Colpisce, ma non stupisce, la lettura quasi tutta costretta in limiti culturalmente e politicamente provinciali del discorso di Mario Draghi a Rimini fatta dai quotidiani e dai politici italiani, una lettura condita dal solito mantra legato all’ipotetico futuro dell’ex presidente della Bce a Palazzo Chigi o al Quirinale.
Non tutto quello che ha detto (o quello che non ha detto) è condivisibile, come l’analisi acritica della crisi finanziaria e poi economica e sociale dal 2007 in poi, ma il suo discorso non si è limitato a lanciare un appello per superare il divario generazionale e a chiedere responsabilità e trasparenza al governo italiano.

La denuncia delle diseguaglianze sociali acuite dalla pandemia

Foto di Harri Vick da Pixabay

Ha sottolineato l’inadeguatezza delle regole europee (il patto di stabilità, la disciplina del mercato unico, della concorrenza e degli aiuti di Stato) pur ribadendo che occorre rispettare i principi che sono alla base di quelle regole.
Ha unito la sua voce a coloro che denunciano le diseguaglianze sociali e la priorità di politiche economiche ambientalmente sostenibili. Ha avvertito i governanti nazionali ed europei sul fatto che l’Europa uscirà diversa da quello che noi abbiamo chiamato “il tempo sospeso della pandemia” e che per questo essa dovrà essere più forte.

Da uomo delle istituzioni che ha esercitato durante il suo mandato poteri non illimitati perché sottoposti costantemente al controllo democratico del Parlamento europeo (un controllo ben superiore a quello esercitato dai parlamenti nazionali sulle banche centrali prima che nascesse la Bce) ci saremmo aspettati un “atto di fede” nella dimensione democratica che dovrà essere recuperata e consolidatasi dopo la fragilità e la vulnerabilità che ha dovuto subire per lasciare il posto alle regole emergenziali.

Ministro del tesoro europeo: come raggiungere l’obiettivo?

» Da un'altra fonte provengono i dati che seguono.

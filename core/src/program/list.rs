//! Directory listings and single-entry lookups.
//!
//! The listing script prints every non-symlink entry, then the symlinks
//! after a `>SIMLINKS>` marker, then a `>SIMLINKS_DATA>` marker followed by
//! one resolved absolute path per symlink and one entity line per
//! resolved target (`?` when the target cannot be read). The two data
//! blocks pair with the symlinks by position.

use tracing::debug;

use super::CommandLine;
use super::Program;
use super::ProgramCore;
use super::SyncProgram;
use super::quote;
use crate::error::FmshErr;
use crate::error::ParseError;
use crate::error::Result;
use crate::error::classify_failure;
use crate::model::FileSystemObject;
use crate::parse::STAT_FORMAT;
use crate::parse::parse_entity_line;
use crate::paths;

pub const SYMLINK_REF: &str = ">SIMLINKS>";
pub const SYMLINK_DATA_REF: &str = ">SIMLINKS_DATA>";

#[derive(Debug, Clone, Copy, PartialEq, Eq)]
pub enum ListMode {
    /// Children of a directory, preceded by the parent marker.
    Directory,
    /// The entry at the path itself.
    FileInfo,
}

#[derive(Debug, Clone)]
pub struct ListProgram {
    core: ProgramCore,
    mode: ListMode,
    path: String,
    files: Vec<FileSystemObject>,
}

impl ListProgram {
    pub fn directory(path: &str) -> Result<Self> {
        Self::new(ListMode::Directory, path)
    }

    pub fn file_info(path: &str) -> Result<Self> {
        Self::new(ListMode::FileInfo, path)
    }

    fn new(mode: ListMode, path: &str) -> Result<Self> {
        if !path.starts_with(paths::ROOT_DIRECTORY) {
            return Err(FmshErr::InvalidCommandDefinition(format!(
                "listing path must be absolute: `{path}`"
            )));
        }
        let path = paths::normalize(path);
        let script = match mode {
            ListMode::Directory => directory_script(&path)?,
            ListMode::FileInfo => file_info_script(&path)?,
        };
        let command = CommandLine::new("ls", [path.clone()]).with_script(script);
        Ok(Self {
            core: ProgramCore::new(command),
            mode,
            path,
            files: Vec::new(),
        })
    }

    pub fn mode(&self) -> ListMode {
        self.mode
    }

    pub fn path(&self) -> &str {
        &self.path
    }

    /// The looked-up entry in file-info mode.
    pub fn single_result(&self) -> Option<&FileSystemObject> {
        self.files.first()
    }

    pub fn into_files(self) -> Vec<FileSystemObject> {
        self.files
    }

    fn entries_parent(&self) -> String {
        match self.mode {
            ListMode::Directory => self.path.clone(),
            ListMode::FileInfo => {
                paths::parent_dir(&self.path).unwrap_or_else(|| paths::ROOT_DIRECTORY.to_string())
            }
        }
    }
}

impl Program for ListProgram {
    fn core(&self) -> &ProgramCore {
        &self.core
    }

    fn core_mut(&mut self) -> &mut ProgramCore {
        &mut self.core
    }

    /// `find` exits 1 when some entries could not be read; the listing is
    /// still usable.
    fn check_exit_code(&mut self, exit_code: i32, stderr: &str) -> Result<()> {
        match exit_code {
            0 | 1 => Ok(()),
            code => Err(classify_failure(&self.command().preview(), code, stderr)),
        }
    }
}

impl SyncProgram for ListProgram {
    type Output = Vec<FileSystemObject>;

    fn parse(&mut self, stdout: &str, _stderr: &str) -> std::result::Result<(), ParseError> {
        let mut files = parse_listing(&self.entries_parent(), stdout)?;
        if self.mode == ListMode::Directory && !paths::is_root(&self.path) {
            let parent =
                paths::parent_dir(&self.path).unwrap_or_else(|| paths::ROOT_DIRECTORY.to_string());
            files.insert(0, FileSystemObject::parent_directory(parent));
        }
        self.files = files;
        Ok(())
    }

    fn result(&self) -> &Self::Output {
        &self.files
    }
}

#[derive(Debug, Clone, Copy, PartialEq, Eq)]
enum ListingState {
    ReadingEntries,
    ReadingSymlinkRefs,
    ReadingSymlinkTargets,
    Done,
}

/// Parses listing script output. Entity lines that fail to parse abort the
/// whole listing; unresolvable symlink targets only leave the symlink
/// unresolved.
pub fn parse_listing(parent: &str, stdout: &str) -> std::result::Result<Vec<FileSystemObject>, ParseError> {
    let lines: Vec<&str> = stdout.lines().collect();
    let mut files = Vec::new();
    let mut symlinks = Vec::new();
    let mut state = ListingState::ReadingEntries;
    let mut index = 0;

    loop {
        match state {
            ListingState::ReadingEntries | ListingState::ReadingSymlinkRefs => {
                let Some(line) = lines.get(index) else {
                    state = ListingState::Done;
                    continue;
                };
                if line.trim().is_empty() {
                    state = ListingState::Done;
                    continue;
                }
                index += 1;
                if line.starts_with(SYMLINK_DATA_REF) {
                    state = ListingState::ReadingSymlinkTargets;
                } else if line.starts_with(SYMLINK_REF) {
                    state = ListingState::ReadingSymlinkRefs;
                } else {
                    let fso = parse_entity_line(parent, line).map_err(|err| err.at_line(index - 1))?;
                    if state == ListingState::ReadingSymlinkRefs {
                        symlinks.push(files.len());
                    }
                    files.push(fso);
                }
            }
            ListingState::ReadingSymlinkTargets => {
                let count = symlinks.len();
                for (position, &file_index) in symlinks.iter().enumerate() {
                    let target_path = lines.get(index + position).map(|line| line.trim());
                    let target_data = lines.get(index + count + position).copied();
                    if let (Some(target_path), Some(target_data)) = (target_path, target_data) {
                        resolve_symlink(&mut files[file_index], target_path, target_data);
                    }
                }
                state = ListingState::Done;
            }
            ListingState::Done => break,
        }
    }
    Ok(files)
}

fn resolve_symlink(link: &mut FileSystemObject, target_path: &str, target_data: &str) {
    let Some(symlink) = link.as_symlink_mut() else {
        return;
    };
    if target_path.is_empty() {
        debug!(link = %symlink.attributes.name, "symlink target could not be resolved");
        return;
    }
    let parent =
        paths::parent_dir(target_path).unwrap_or_else(|| paths::ROOT_DIRECTORY.to_string());
    match parse_entity_line(&parent, target_data) {
        Ok(target) => {
            if symlink.set_link_ref(target).is_err() {
                debug!(link = %symlink.attributes.name, "symlink target is not a concrete entity");
            }
        }
        Err(err) => {
            debug!(link = %symlink.attributes.name, %target_path, "unreadable symlink target: {err}");
        }
    }
}

fn directory_script(path: &str) -> Result<String> {
    let dir = quote(&paths::add_trailing_slash(path))?;
    let format = quote(STAT_FORMAT)?;
    let children = r#"find "$d" -mindepth 1 -maxdepth 1"#;
    Ok(format!(
        "d={dir}; \
         stat -c %n -- \"$d\" >/dev/null || exit 2; \
         [ -d \"$d\" ] || {{ echo \"$d: Not a directory\" >&2; exit 2; }}; \
         [ -r \"$d\" ] && [ -x \"$d\" ] || {{ echo \"$d: Permission denied\" >&2; exit 2; }}; \
         {children} ! -type l -exec stat -c {format} -- {{}} +; \
         echo '{SYMLINK_REF}'; \
         {children} -type l -exec stat -c {format} -- {{}} +; \
         echo '{SYMLINK_DATA_REF}'; \
         {children} -type l | while IFS= read -r l; do readlink -f -- \"$l\" || echo; done; \
         {children} -type l | while IFS= read -r l; do \
         t=$(readlink -f -- \"$l\") && stat -c {format} -- \"$t\" 2>/dev/null || echo '?'; done"
    ))
}

fn file_info_script(path: &str) -> Result<String> {
    let target = quote(path)?;
    let format = quote(STAT_FORMAT)?;
    Ok(format!(
        "p={target}; \
         if [ -L \"$p\" ]; then \
         echo '{SYMLINK_REF}'; stat -c {format} -- \"$p\" || exit 2; echo '{SYMLINK_DATA_REF}'; \
         t=$(readlink -f -- \"$p\"); echo \"$t\"; stat -c {format} -- \"$t\" 2>/dev/null || echo '?'; \
         else stat -c {format} -- \"$p\" || exit 2; fi"
    ))
}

Ha infine sintetizzato i passaggi fondamentali del gradualismo nella costruzione europea: dal mercato unico all’euro, dall’euro alla condivisione europea di una disciplina dei bilanci nazionali e all’Unione bancaria (ancora largamente incompleta, ndr) ricordandoci che il prossimo passaggio dovrà essere un bilancio europeo con un ministro del tesoro europeo nel quadro del superamento del metodo intergovernativo.
Non ha aggiunto – e ciò rappresenta una lacuna non marginale nel suo intervento – che questo passaggio ulteriore richiede una riforma dei trattati, più coraggio che pragmatismo, più rivoluzione politica in senso federale che riformismo nella continuità indicando i contenuti del progetto, il metodo e l’agenda per compiere questo passaggio rivoluzionario.